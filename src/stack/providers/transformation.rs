use super::{requirements, service_map};
use crate::output::{ComposeService, OutputContainer};
use crate::pipeline::wiring::{storage_adapter, AdapterTool, StorageTarget};
use crate::stack::{
    Capability, Category, ContextError, DependencySpec, GenerationContext, ProjectContext,
    Provider, ServiceScope,
};
use crate::validation::required_packages;
use anyhow::{Context, Result};
use indexmap::IndexMap;
use std::collections::BTreeMap;

const DBT_SUPPORTED_TYPES: &[&str] = &["postgres", "postgresql", "snowflake", "bigquery", "redshift", "duckdb"];

pub struct DbtProvider;

impl DbtProvider {
    fn profile_output(target: &StorageTarget, adapter: &str, ctx: &GenerationContext<'_>) -> serde_yaml::Value {
        let mut out = serde_yaml::Mapping::new();
        let mut put = |k: &str, v: serde_yaml::Value| {
            out.insert(serde_yaml::Value::from(k), v);
        };
        put("type", adapter.into());
        put("threads", 4.into());
        match adapter {
            "duckdb" => {
                put("path", "/data/analytics.duckdb".into());
            }
            "bigquery" => {
                put("method", "service-account".into());
                put("project", ctx.secret("bigquery_project").unwrap_or_default().into());
                put("dataset", ctx.secret("bigquery_dataset").unwrap_or("analytics").into());
                put("keyfile", "/secrets/service-account.json".into());
            }
            "snowflake" => {
                put("account", ctx.secret("snowflake_account").unwrap_or_default().into());
                put("user", target.user.clone().into());
                put("password", "{{ env_var('DBT_DB_PASSWORD') }}".into());
                put("role", ctx.secret("snowflake_role").unwrap_or("SYSADMIN").into());
                put("database", ctx.secret("snowflake_database").unwrap_or("ANALYTICS").into());
                put("warehouse", ctx.secret("snowflake_warehouse").unwrap_or("COMPUTE_WH").into());
                put("schema", "analytics".into());
            }
            _ => {
                put("host", target.host.clone().into());
                put("port", u64::from(target.port).into());
                put("user", target.user.clone().into());
                put("password", "{{ env_var('DBT_DB_PASSWORD') }}".into());
                put("dbname", target.database.clone().into());
                put("schema", "analytics".into());
            }
        }
        serde_yaml::Value::Mapping(out)
    }
}

impl Provider for DbtProvider {
    fn name(&self) -> &str {
        "dbt"
    }

    fn category(&self) -> Category {
        Category::Transformation
    }

    fn register_services(&self, scope: &mut ServiceScope<'_>) -> Result<(), ContextError> {
        let conn = scope
            .connection("dbt_transformation", "dbt")
            .host("localhost")
            .env_prefix("DBT_")
            .capabilities([Capability::Transformation]);
        scope.register(conn)
    }

    fn dependencies(&self) -> Vec<DependencySpec> {
        vec![
            DependencySpec::capability(Capability::SqlDatabase),
            DependencySpec::capability(Capability::Warehouse),
        ]
    }

    fn validate_configuration(&self, context: &ProjectContext) -> Result<(), String> {
        let db = context
            .service_by_capability(&Capability::SqlDatabase)
            .or_else(|| context.service_by_capability(&Capability::Warehouse))
            .ok_or_else(|| "dbt requires a SQL database or warehouse".to_string())?;
        if DBT_SUPPORTED_TYPES.contains(&db.service_type.to_lowercase().as_str()) {
            Ok(())
        } else {
            Err(format!(
                "dbt does not support {}. Supported: {}",
                db.service_type,
                DBT_SUPPORTED_TYPES.join(", ")
            ))
        }
    }

    fn generate(&self, ctx: &GenerationContext<'_>, output: &mut OutputContainer) -> Result<()> {
        let project = ctx.project_name();
        let target = ctx
            .wiring
            .storage_target()
            .context("dbt has no storage target to run against")?;
        let storage = ctx.storage().unwrap_or("PostgreSQL");
        let adapter = storage_adapter(storage, AdapterTool::Dbt).unwrap_or("postgres");

        output.add(
            "dbt_project/dbt_project.yml",
            format!(
                "name: '{project}'\n\
                 version: '1.0.0'\n\
                 config-version: 2\n\
                 profile: '{project}'\n\n\
                 model-paths: [\"models\"]\n\
                 seed-paths: [\"seeds\"]\n\
                 test-paths: [\"tests\"]\n\
                 macro-paths: [\"macros\"]\n\
                 snapshot-paths: [\"snapshots\"]\n\
                 target-path: \"target\"\n\
                 clean-targets: [\"target\", \"dbt_packages\"]\n\n\
                 models:\n  {project}:\n    staging:\n      +materialized: view\n    marts:\n      +materialized: table\n",
                project = project
            ),
        );

        let mut outputs = serde_yaml::Mapping::new();
        outputs.insert("dev".into(), Self::profile_output(target, adapter, ctx));
        let mut profile = serde_yaml::Mapping::new();
        profile.insert("target".into(), "dev".into());
        profile.insert("outputs".into(), serde_yaml::Value::Mapping(outputs));
        let mut profiles = serde_yaml::Mapping::new();
        profiles.insert(project.into(), serde_yaml::Value::Mapping(profile));
        output.add(
            "dbt_project/profiles.yml",
            serde_yaml::to_string(&profiles).context("Failed to render dbt profiles")?,
        );

        output.add(
            "dbt_project/models/staging/stg_raw_events.sql",
            "select *\nfrom {{ source('raw', 'raw_events') }}\n",
        );
        output.add(
            "dbt_project/models/staging/sources.yml",
            "version: 2\n\nsources:\n  - name: raw\n    schema: raw\n    tables:\n      - name: raw_events\n",
        );
        output.add(
            "dbt_project/requirements.txt",
            requirements(&required_packages(self.name(), storage)),
        );
        Ok(())
    }

    fn compose_services(&self, context: &ProjectContext) -> IndexMap<String, ComposeService> {
        let storage = context.stack().get(Category::Storage).unwrap_or("PostgreSQL");
        let package = required_packages(self.name(), storage).join(" ");
        let mut service = ComposeService::image("python:3.11-slim")
            .oneshot()
            .env("DBT_PROFILES_DIR", "/dbt_project")
            .env("DBT_DB_PASSWORD", "${DBT_DB_PASSWORD}")
            .volume("./dbt_project:/dbt_project")
            .command(format!(
                "sh -c \"pip install -q {} && cd /dbt_project && dbt run\"",
                package
            ));
        if let Some(db) = context.service_by_capability(&Capability::SqlDatabase) {
            if db.port > 0 {
                service = service.depends_on(db.name.clone());
            }
        }
        service_map([("dbt", service)])
    }

    fn env_vars(&self, context: &ProjectContext) -> BTreeMap<String, String> {
        let mut vars = BTreeMap::from([
            ("DBT_PROFILES_DIR".to_string(), "/dbt_project".to_string()),
            ("DBT_TARGET".to_string(), "dev".to_string()),
        ]);
        let db = context
            .service_by_capability(&Capability::Warehouse)
            .or_else(|| context.service_by_capability(&Capability::SqlDatabase));
        if let Some(db) = db {
            vars.insert("DBT_DB_HOST".to_string(), db.host.clone());
            vars.insert("DBT_DB_PORT".to_string(), db.port.to_string());
            vars.insert(
                "DBT_DB_USER".to_string(),
                db.credentials.get("username").cloned().unwrap_or_default(),
            );
            vars.insert(
                "DBT_DB_PASSWORD".to_string(),
                db.credentials.get("password").cloned().unwrap_or_default(),
            );
            if let Some(name) = db.extra.get("db_name") {
                vars.insert("DBT_DB_NAME".to_string(), name.clone());
            }
        }
        vars
    }
}

pub struct SparkProvider;

impl Provider for SparkProvider {
    fn name(&self) -> &str {
        "Spark"
    }

    fn category(&self) -> Category {
        Category::Transformation
    }

    fn register_services(&self, scope: &mut ServiceScope<'_>) -> Result<(), ContextError> {
        let master = scope.port("spark-master", 7077);
        let ui = scope.port("spark-ui", 8081);
        let conn = scope
            .connection("spark-master", "spark")
            .port(master)
            .env_prefix("SPARK_")
            .capabilities([Capability::Transformation, Capability::StreamProcessing])
            .extra("master_url", format!("spark://spark-master:{}", master))
            .extra("ui_port", ui.to_string());
        scope.register(conn)
    }

    fn dependencies(&self) -> Vec<DependencySpec> {
        vec![DependencySpec::capability(Capability::Database)]
    }

    fn generate(&self, ctx: &GenerationContext<'_>, output: &mut OutputContainer) -> Result<()> {
        let sink = ctx
            .wiring
            .storage_target()
            .and_then(|t| t.connection_string.clone())
            .unwrap_or_else(|| "/data/output/results".to_string());
        output.add(
            "spark_jobs/etl_job.py",
            format!(
                r#"import os

from pyspark.sql import SparkSession
from pyspark.sql.functions import avg, col, count

spark = SparkSession.builder.appName("{project}_etl").getOrCreate()

SINK = os.environ.get("SPARK_SINK_URL", "{sink}")


def extract(path):
    return spark.read.option("header", "true").option("inferSchema", "true").csv(path)


def transform(df):
    return (
        df.where(col("value") > 100)
        .groupBy("date_column")
        .agg(count("id").alias("total_records"), avg("value").alias("avg_value"))
    )


if __name__ == "__main__":
    result = transform(extract("/data/input/*.csv"))
    result.write.mode("overwrite").parquet("/data/output/results")
    print(f"Loaded results, sink configured as {{SINK}}")
    spark.stop()
"#,
                project = ctx.project_name(),
                sink = sink,
            ),
        );
        output.add(
            "spark_jobs/submit_job.sh",
            "#!/bin/bash\nset -euo pipefail\n\n\
             spark-submit \\\n  --master spark://spark-master:7077 \\\n  --deploy-mode client \\\n  \
             --driver-memory 2g \\\n  --executor-memory 4g \\\n  /spark_jobs/etl_job.py\n",
        );
        let storage = ctx.storage().unwrap_or_default();
        output.add(
            "spark_jobs/requirements.txt",
            requirements(&required_packages(self.name(), storage)),
        );
        Ok(())
    }

    fn compose_services(&self, context: &ProjectContext) -> IndexMap<String, ComposeService> {
        let master = context.ports().get("spark-master").copied().unwrap_or(7077);
        let ui = context.ports().get("spark-ui").copied().unwrap_or(8081);
        service_map([
            (
                "spark-master",
                ComposeService::image("bitnami/spark:3.5")
                    .env("SPARK_MODE", "master")
                    .port(master, 7077)
                    .port(ui, 8080)
                    .volume("./spark_jobs:/spark_jobs"),
            ),
            (
                "spark-worker",
                ComposeService::image("bitnami/spark:3.5")
                    .env("SPARK_MODE", "worker")
                    .env("SPARK_MASTER_URL", "spark://spark-master:7077")
                    .env("SPARK_WORKER_MEMORY", "4G")
                    .volume("./spark_jobs:/spark_jobs")
                    .depends_on("spark-master"),
            ),
        ])
    }

    fn env_vars(&self, context: &ProjectContext) -> BTreeMap<String, String> {
        let ui = context.ports().get("spark-ui").copied().unwrap_or(8081);
        BTreeMap::from([
            ("SPARK_MASTER_URL".to_string(), "spark://spark-master:7077".to_string()),
            ("SPARK_UI_URL".to_string(), format!("http://localhost:{}", ui)),
        ])
    }
}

### Problem
Wherever a line in the data above holds "staging", copy that line.

### Completed task
                 models:\n  {project}:\n    staging:\n      +materialized: view\n    marts:\n      +materialized: table\n",
            "dbt_project/models/staging/stg_raw_events.sql",
            "dbt_project/models/staging/sources.yml",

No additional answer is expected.